Figure 6. Brown adipocytes were born as adiponectin high expressors, and heterogeneity establishes after birth.

(A) Female mice carrying only Adn-rtTA and Rosa26-loxP-stop-loxP-LacZ were bred with AdipoChaser-LacZ male mice. When these female mice were pregnant, they were exposed to dox-containing chow diet during E3–E10 (I), E7–E14 (II), E9–E16 (III), or E18– P4(IV), and kept on regular chow diet thereafter. Offspring of the female mice were genotyped, and AdipoChaser-LacZ mice of both sexual phenotypes were used for LacZ staining when they were 4 weeks or 27 weeks old. (B–D) Representative X-gal staining of BAT from 4-week-old AdipoChaser-LacZ mice that were on dox diet for the indicated number of days during development. (E) Representative X-gal staining of BAT from 27-week-old AdipoChaser-LacZ mice that were on dox diet during E18–P4. Scale bars: 100 μm (B–E). (F) Female mice carrying only Adn-rtTA and Rosa26-loxP-stop-loxP-LacZ were bred with AdipoChaser-LacZ male mice. When the female mice were pregnant, they were exposed to dox-containing chow diet during E7–P2 (V), P3–P10 (VI), or P7–P14 (VII), and kept on regular chow diet thereafter. Offspring of the female mice were genotyped, and male AdipoChaser-LacZ mice were used for LacZ staining when they were 8 weeks old. (G) Representative X-gal staining of BAT from the AdipoChaser-LacZ mice that were on dox diet for the indicated number of days during development. Scale bar: 50 μm. All images are representative of 3 independent experiments.
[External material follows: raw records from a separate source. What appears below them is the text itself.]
//! Worker configuration.

use std::time::Duration;

use pvgen_queue::QueueConfig;
use pvgen_render::RenderConfig;

/// Worker configuration.
#[derive(Debug, Clone)]
pub struct WorkerConfig {
    /// Queue and status store settings
    pub queue: QueueConfig,
    /// Renderer and filesystem settings
    pub render: RenderConfig,
    /// Public prefix under which published videos are served
    pub videos_url_prefix: String,
    /// Pause after an infrastructure error before polling again
    pub backoff: Duration,
    /// Prometheus exporter port; exporter disabled when unset
    pub metrics_port: Option<u16>,
    /// Consecutive loop failures logged before suppression kicks in
    pub failure_log_limit: u32,
}

impl Default for WorkerConfig {
    fn default() -> Self {
        Self {
            queue: QueueConfig::default(),
            render: RenderConfig::default(),
            videos_url_prefix: "/videos".to_string(),
            backoff: Duration::from_secs(5),
            metrics_port: None,
            failure_log_limit: 5,
        }
    }
}

impl WorkerConfig {
    /// Create config from environment variables.
    pub fn from_env() -> Self {
        Self {
            queue: QueueConfig::from_env(),
            render: RenderConfig::from_env(),
            videos_url_prefix: std::env::var("VIDEOS_URL_PREFIX")
                .ok()
                .filter(|s| !s.trim().is_empty())
                .unwrap_or_else(|| "/videos".to_string()),
            backoff: Duration::from_secs(
                std::env::var("WORKER_BACKOFF_SECS")
                    .ok()
                    .and_then(|s| s.parse().ok())
                    .unwrap_or(5),
            ),
            metrics_port: std::env::var("METRICS_PORT")
                .ok()
                .and_then(|s| s.parse().ok()),
            failure_log_limit: 5,
        }
    }
}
Figure 7. The recruitment of BA-H during cold exposure declines with age.

(A) AdipoChaser-LacZ male mice were kept on normal chow until 30 or 60 weeks of age. Mice were then exposed to 6°C for 7 days while treated with dox-containing chow diet. (B) Representative X-gal staining of BAT from mice of different age exposed to 6°C. Scale bar: 50 μm. (C) Quantification of the percentage of LacZ⁺ brown adipocytes in the total brown adipocytes. n = 11 mice (10 weeks old); n = 5 mice (30 weeks old); n = 10 mice (60 weeks old). **P < 0.01. Statistical significance was assessed using a 1-way ANOVA followed by Tukey’s multiple comparisons test. All images are representative of 3 independent experiments.